== Source records

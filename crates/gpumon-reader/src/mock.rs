//! Scripted reader for tests and dry runs

use std::collections::{BTreeMap, VecDeque};
use std::sync::atomic::{AtomicUsize, Ordering};
use std::sync::Arc;
use std::time::Duration;

use async_trait::async_trait;
use chrono::{DateTime, NaiveDate, Utc};
use gpumon_common::{Field, GpumonError, Result};

use crate::probe::{sample_device, FieldProbe};
use crate::{DeviceReader, RawBatch};

#[derive(Debug, Clone, Default)]
pub struct MockDevice {
    name: Option<String>,
    values: BTreeMap<Field, f64>,
    failing: BTreeMap<Field, String>,
}

impl MockDevice {
    pub fn new() -> Self {
        Self::default()
    }

    /// A device reporting a plausible value for every field.
    pub fn healthy() -> Self {
        Field::ALL.into_iter().enumerate().fold(Self::new(), |d, (i, f)| d.value(f, 10.0 + i as f64))
    }

    pub fn named(mut self, name: &str) -> Self {
        self.name = Some(name.to_string());
        self
    }

    pub fn value(mut self, field: Field, value: f64) -> Self {
        self.values.insert(field, value);
        self
    }

    pub fn failing(mut self, field: Field, reason: &str) -> Self {
        self.failing.insert(field, reason.to_string());
        self
    }
}

impl FieldProbe for MockDevice {
    fn device_name(&self) -> Option<String> {
        self.name.clone()
    }

    fn read(&self, field: Field) -> std::result::Result<f64, String> {
        if let Some(reason) = self.failing.get(&field) {
            return Err(reason.clone());
        }
        self.values.get(&field).copied().ok_or_else(|| "NotSupported".to_string())
    }
}

/// Counters shared with the test after the reader moves into a scheduler.
#[derive(Debug, Clone, Default)]
pub struct MockStats {
    opens: Arc<AtomicUsize>,
    polls: Arc<AtomicUsize>,
    closes: Arc<AtomicUsize>,
}

impl MockStats {
    pub fn opens(&self) -> usize { self.opens.load(Ordering::SeqCst) }
    pub fn polls(&self) -> usize { self.polls.load(Ordering::SeqCst) }
    pub fn closes(&self) -> usize { self.closes.load(Ordering::SeqCst) }
}

pub struct MockReader {
    devices: Vec<MockDevice>,
    scripted_lines: VecDeque<Vec<String>>,
    fail_open: Option<String>,
    fatal_after: Option<usize>,
    delay: Option<Duration>,
    clock: DateTime<Utc>,
    stats: MockStats,
}

impl MockReader {
    pub fn new(devices: Vec<MockDevice>) -> Self {
        let clock = NaiveDate::from_ymd_opt(2023, 4, 1)
            .and_then(|d| d.and_hms_opt(10, 0, 0))
            .unwrap_or_default()
            .and_utc();
        Self { devices, scripted_lines: VecDeque::new(), fail_open: None, fatal_after: None, delay: None, clock, stats: MockStats::default() }
    }

    /// Each poll returns the next scripted batch of lines before falling back to devices.
    pub fn with_lines(mut self, batches: Vec<Vec<String>>) -> Self {
        self.scripted_lines = batches.into();
        self
    }

    pub fn failing_open(mut self, reason: &str) -> Self {
        self.fail_open = Some(reason.to_string());
        self
    }

    /// Polls after the first `polls` report the source as gone.
    pub fn fatal_after(mut self, polls: usize) -> Self {
        self.fatal_after = Some(polls);
        self
    }

    pub fn with_delay(mut self, delay: Duration) -> Self {
        self.delay = Some(delay);
        self
    }

    pub fn stats(&self) -> MockStats {
        self.stats.clone()
    }
}

#[async_trait]
impl DeviceReader for MockReader {
    fn name(&self) -> &'static str {
        "mock"
    }

    async fn open(&mut self) -> Result<()> {
        self.stats.opens.fetch_add(1, Ordering::SeqCst);
        match &self.fail_open {
            Some(reason) => Err(GpumonError::DeviceUnavailable(reason.clone())),
            None => Ok(()),
        }
    }

    async fn poll_once(&mut self) -> Result<RawBatch> {
        let n = self.stats.polls.fetch_add(1, Ordering::SeqCst);
        if let Some(delay) = self.delay {
            tokio::time::sleep(delay).await;
        }
        if self.fatal_after.is_some_and(|limit| n >= limit) {
            return Err(GpumonError::DeviceUnavailable("mock source gone".into()));
        }
        if let Some(lines) = self.scripted_lines.pop_front() {
            return Ok(RawBatch::Lines(lines));
        }
        let at = self.clock;
        self.clock += chrono::Duration::seconds(1);
        let records = self
            .devices
            .iter()
            .enumerate()
            .map(|(i, device)| sample_device(i as u32, device, &Field::ALL, at))
            .collect();
        Ok(RawBatch::Records(records))
    }

    async fn close(&mut self) {
        self.stats.closes.fetch_add(1, Ordering::SeqCst);
    }
}
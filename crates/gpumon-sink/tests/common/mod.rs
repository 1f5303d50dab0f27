#![allow(dead_code)]

use std::collections::{BTreeMap, VecDeque};
use std::sync::{Arc, Mutex};

use async_trait::async_trait;
use gpumon_common::{GpumonError, Result};
use gpumon_sink::{Point, PointStore, RetentionPolicyInfo, RetentionSpec};

#[derive(Default)]
struct State {
    databases: Vec<String>,
    policies: BTreeMap<String, Vec<RetentionPolicyInfo>>,
    calls: Vec<String>,
    written: Vec<Point>,
    write_failures: VecDeque<GpumonError>,
    fail_all_writes: Option<(String, bool)>,
    fail_listing: bool,
}

/// In-memory store that records every call.
#[derive(Clone, Default)]
pub struct FakeStore(Arc<Mutex<State>>);

impl FakeStore {
    pub fn new() -> Self {
        Self::default()
    }

    pub fn with_database(self, name: &str) -> Self {
        self.0.lock().unwrap().databases.push(name.to_string());
        self
    }

    pub fn with_policy(self, database: &str, policy: RetentionPolicyInfo) -> Self {
        self.0.lock().unwrap().policies.entry(database.to_string()).or_default().push(policy);
        self
    }

    /// Next writes fail with these errors in order, then succeed.
    pub fn failing_writes(self, errors: Vec<GpumonError>) -> Self {
        self.0.lock().unwrap().write_failures = errors.into();
        self
    }

    pub fn always_failing(self, reason: &str, retryable: bool) -> Self {
        self.0.lock().unwrap().fail_all_writes = Some((reason.to_string(), retryable));
        self
    }

    pub fn unreachable(self) -> Self {
        self.0.lock().unwrap().fail_listing = true;
        self
    }

    pub fn calls(&self) -> Vec<String> {
        self.0.lock().unwrap().calls.clone()
    }

    pub fn count(&self, call: &str) -> usize {
        self.calls().iter().filter(|c| c.as_str() == call).count()
    }

    pub fn written(&self) -> Vec<Point> {
        self.0.lock().unwrap().written.clone()
    }

    pub fn policies(&self, database: &str) -> Vec<RetentionPolicyInfo> {
        self.0.lock().unwrap().policies.get(database).cloned().unwrap_or_default()
    }

    fn note(&self, call: &str) {
        self.0.lock().unwrap().calls.push(call.to_string());
    }
}

fn info(database_policy: &RetentionSpec) -> RetentionPolicyInfo {
    RetentionPolicyInfo {
        name: database_policy.name.clone(),
        duration: database_policy.duration.literal().to_string(),
        replication: database_policy.replication,
        default: database_policy.default,
    }
}

#[async_trait]
impl PointStore for FakeStore {
    async fn ping(&self) -> Result<()> {
        self.note("ping");
        Ok(())
    }

    async fn list_databases(&self) -> Result<Vec<String>> {
        self.note("list_databases");
        let state = self.0.lock().unwrap();
        if state.fail_listing {
            return Err(GpumonError::SinkWriteFailed { reason: "connection refused".into(), retryable: true });
        }
        Ok(state.databases.clone())
    }

    async fn create_database(&self, name: &str) -> Result<()> {
        self.note("create_database");
        self.0.lock().unwrap().databases.push(name.to_string());
        Ok(())
    }

    async fn list_retention_policies(&self, database: &str) -> Result<Vec<RetentionPolicyInfo>> {
        self.note("list_retention_policies");
        Ok(self.policies(database))
    }

    async fn create_retention_policy(&self, database: &str, policy: &RetentionSpec) -> Result<()> {
        self.note("create_retention_policy");
        self.0.lock().unwrap().policies.entry(database.to_string()).or_default().push(info(policy));
        Ok(())
    }

    async fn alter_retention_policy(&self, database: &str, policy: &RetentionSpec) -> Result<()> {
        self.note("alter_retention_policy");
        let mut state = self.0.lock().unwrap();
        let policies = state.policies.entry(database.to_string()).or_default();
        policies.retain(|p| p.name != policy.name);
        policies.push(info(policy));
        Ok(())
    }

    async fn write_points(&self, _database: &str, _rp: Option<&str>, points: &[Point]) -> Result<()> {
        self.note("write_points");
        let mut state = self.0.lock().unwrap();
        if let Some((reason, retryable)) = state.fail_all_writes.clone() {
            return Err(GpumonError::SinkWriteFailed { reason, retryable });
        }
        if let Some(err) = state.write_failures.pop_front() {
            return Err(err);
        }
        state.written.extend_from_slice(points);
        Ok(())
    }
}
use std::io::Write;

use chrono::NaiveDate;
use gpumon_common::{Field, GpumonError};
use gpumon_reader::{parse_query_xml, DeviceReader, RawBatch, SmiQueryReader, ToolCommand};

const SAMPLE: &str = r#"<?xml version="1.0" ?>
<!DOCTYPE nvidia_smi_log SYSTEM "nvsmi_device_v12.dtd">
<nvidia_smi_log>
    <timestamp>Sat Apr  1 10:00:00 2023</timestamp>
    <driver_version>535.154.05</driver_version>
    <attached_gpus>2</attached_gpus>
    <gpu id="00000000:01:00.0">
        <product_name>NVIDIA A100-SXM4-40GB</product_name>
        <fb_memory_usage>
            <total>40960 MiB</total>
            <used>10240 MiB</used>
            <free>30720 MiB</free>
        </fb_memory_usage>
        <utilization>
            <gpu_util>10 %</gpu_util>
            <memory_util>5 %</memory_util>
            <encoder_util>0 %</encoder_util>
            <decoder_util>0 %</decoder_util>
        </utilization>
        <temperature>
            <gpu_temp>45 C</gpu_temp>
        </temperature>
        <power_readings>
            <power_draw>30.12 W</power_draw>
        </power_readings>
        <clocks>
            <graphics_clock>1200 MHz</graphics_clock>
            <mem_clock>300 MHz</mem_clock>
        </clocks>
    </gpu>
    <gpu id="00000000:02:00.0">
        <product_name>NVIDIA GeForce GTX 1080</product_name>
        <utilization>
            <gpu_util>77 %</gpu_util>
            <memory_util>N/A</memory_util>
        </utilization>
        <temperature>
            <gpu_temp>61 C</gpu_temp>
        </temperature>
        <gpu_power_readings>
            <power_draw>120.00 W</power_draw>
        </gpu_power_readings>
    </gpu>
</nvidia_smi_log>
"#;

fn at() -> chrono::DateTime<chrono::Utc> {
    NaiveDate::from_ymd_opt(2023, 4, 1).unwrap().and_hms_opt(10, 0, 0).unwrap().and_utc()
}

#[test]
fn extended_query_extracts_all_reported_fields() {
    let gpus = parse_query_xml(SAMPLE, true, at()).unwrap();
    assert_eq!(gpus.len(), 2);

    let a100 = &gpus[0];
    assert_eq!(a100.device_id(), 0);
    assert_eq!(a100.device_name(), Some("NVIDIA A100-SXM4-40GB"));
    assert_eq!(a100.get(Field::Temperature), Some(45.0));
    assert_eq!(a100.get(Field::SmUtil), Some(10.0));
    assert_eq!(a100.get(Field::MemUtil), Some(5.0));
    assert_eq!(a100.get(Field::Power), Some(30.12));
    assert_eq!(a100.get(Field::MemUsed), Some(25.0));
    assert_eq!(a100.get(Field::GraphicsClock), Some(1200.0));
    assert_eq!(a100.get(Field::MemClock), Some(300.0));

    let gtx = &gpus[1];
    assert_eq!(gtx.device_id(), 1);
    assert_eq!(gtx.get(Field::MemUtil), None);
    assert_eq!(gtx.get(Field::Power), Some(120.0));
    assert_eq!(gtx.get(Field::MemUsed), None);
}

#[test]
fn basic_query_keeps_temperature_and_utilization_only() {
    let gpus = parse_query_xml(SAMPLE, false, at()).unwrap();
    let fields: Vec<Field> = gpus[0].present().map(|(f, _)| f).collect();
    assert_eq!(fields, vec![Field::Temperature, Field::SmUtil]);
}

#[test]
fn malformed_xml_is_a_rejection() {
    assert!(matches!(parse_query_xml("<nvidia_smi_log><gpu>", true, at()), Err(GpumonError::ParseRejected(_))));
    assert!(matches!(parse_query_xml("<other/>", true, at()), Err(GpumonError::ParseRejected(_))));
}

#[tokio::test]
async fn reader_runs_the_tool_each_poll() {
    let mut file = tempfile::NamedTempFile::new().unwrap();
    file.write_all(SAMPLE.as_bytes()).unwrap();
    let mut reader = SmiQueryReader::with_command(ToolCommand::new("cat", [file.path()]), true);

    reader.open().await.unwrap();
    let RawBatch::Records(gpus) = reader.poll_once().await.unwrap() else { panic!("expected records") };
    assert_eq!(gpus.len(), 2);

    let devices = reader.describe().await.unwrap();
    assert_eq!(devices[1].name.as_deref(), Some("NVIDIA GeForce GTX 1080"));
}

#[tokio::test]
async fn missing_tool_is_device_unavailable() {
    let mut reader = SmiQueryReader::new("/nonexistent/nvidia-smi", true);
    let err = reader.open().await.unwrap_err();
    assert!(matches!(err, GpumonError::DeviceUnavailable(_)));
    assert!(err.is_fatal());
}
//! Streaming mode: one long-lived `nvidia-smi dmon` child

use std::time::Duration;

use async_trait::async_trait;
use gpumon_common::{GpumonError, Result};
use tokio::io::{AsyncBufReadExt, BufReader};
use tokio::process::Child;
use tokio::sync::mpsc;
use tokio::task::JoinHandle;
use tokio::time::timeout;
use tokio_stream::wrappers::LinesStream;
use tokio_stream::StreamExt as _;
use tracing::{debug, info, warn};

use crate::{DeviceReader, RawBatch, ToolCommand};

/// Lines buffered between the child and the scheduler. A full buffer stops
/// the worker reading, which in turn blocks the child on its pipe.
pub const LINE_CHANNEL_CAPACITY: usize = 256;

const DEFAULT_SETTLE: Duration = Duration::from_millis(50);

pub struct DmonReader {
    tool: ToolCommand,
    line_wait: Duration,
    settle: Duration,
    child: Option<Child>,
    lines: Option<mpsc::Receiver<String>>,
    worker: Option<JoinHandle<()>>,
}

impl DmonReader {
    pub fn new(smi_path: impl Into<std::path::PathBuf>, interval_secs: u64, line_wait: Duration) -> Self {
        let interval = interval_secs.max(1).to_string();
        Self::with_command(ToolCommand::new(smi_path, ["dmon", "-d", interval.as_str(), "-o", "DT"]), line_wait)
    }

    pub fn with_command(tool: ToolCommand, line_wait: Duration) -> Self {
        Self { tool, line_wait, settle: DEFAULT_SETTLE, child: None, lines: None, worker: None }
    }

    /// How long to keep collecting after the first line of a poll.
    pub fn with_settle(mut self, settle: Duration) -> Self {
        self.settle = settle;
        self
    }
}

#[async_trait]
impl DeviceReader for DmonReader {
    fn name(&self) -> &'static str {
        "dmon"
    }

    async fn open(&mut self) -> Result<()> {
        if self.child.is_some() {
            return Ok(());
        }
        let mut child = self
            .tool
            .command()
            .spawn()
            .map_err(|e| GpumonError::DeviceUnavailable(format!("cannot start {}: {e}", self.tool.display())))?;
        let stdout = child
            .stdout
            .take()
            .ok_or_else(|| GpumonError::DeviceUnavailable("child stdout was not captured".into()))?;

        let (tx, rx) = mpsc::channel(LINE_CHANNEL_CAPACITY);
        let worker = tokio::spawn(async move {
            let mut lines = LinesStream::new(BufReader::new(stdout).lines());
            while let Some(line) = lines.next().await {
                match line {
                    Ok(line) => {
                        if tx.send(line).await.is_err() {
                            break;
                        }
                    }
                    Err(e) => {
                        warn!(target: "reader", "dmon output read failed: {e}");
                        break;
                    }
                }
            }
            debug!(target: "reader", "dmon output closed");
        });

        info!(target: "reader", "started {} (pid {:?})", self.tool.display(), child.id());
        self.child = Some(child);
        self.lines = Some(rx);
        self.worker = Some(worker);
        Ok(())
    }

    /// Waits at most `line_wait` for output so the caller can observe a stop
    /// request; an empty batch means nothing arrived in time.
    async fn poll_once(&mut self) -> Result<RawBatch> {
        let rx = self
            .lines
            .as_mut()
            .ok_or_else(|| GpumonError::DeviceUnavailable("dmon reader is not open".into()))?;

        let mut batch = Vec::new();
        match timeout(self.line_wait, rx.recv()).await {
            Err(_) => return Ok(RawBatch::Lines(batch)),
            Ok(None) => return Err(GpumonError::DeviceUnavailable("dmon exited".into())),
            Ok(Some(line)) => batch.push(line),
        }
        while batch.len() < LINE_CHANNEL_CAPACITY {
            match timeout(self.settle, rx.recv()).await {
                Ok(Some(line)) => batch.push(line),
                // Closed: hand over what arrived; the next poll reports the exit.
                Ok(None) | Err(_) => break,
            }
        }
        Ok(RawBatch::Lines(batch))
    }

    async fn close(&mut self) {
        self.lines = None;
        if let Some(worker) = self.worker.take() {
            worker.abort();
        }
        if let Some(mut child) = self.child.take() {
            if let Err(e) = child.kill().await {
                debug!(target: "reader", "dmon already exited: {e}");
            }
            info!(target: "reader", "stopped {}", self.tool.display());
        }
    }
}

====

_Work order_
Lines holding the string "MemUsed": find them in the listing above and copy each one.

_Expected output_
    assert_eq!(a100.get(Field::MemUsed), Some(25.0));
    assert_eq!(gtx.get(Field::MemUsed), None);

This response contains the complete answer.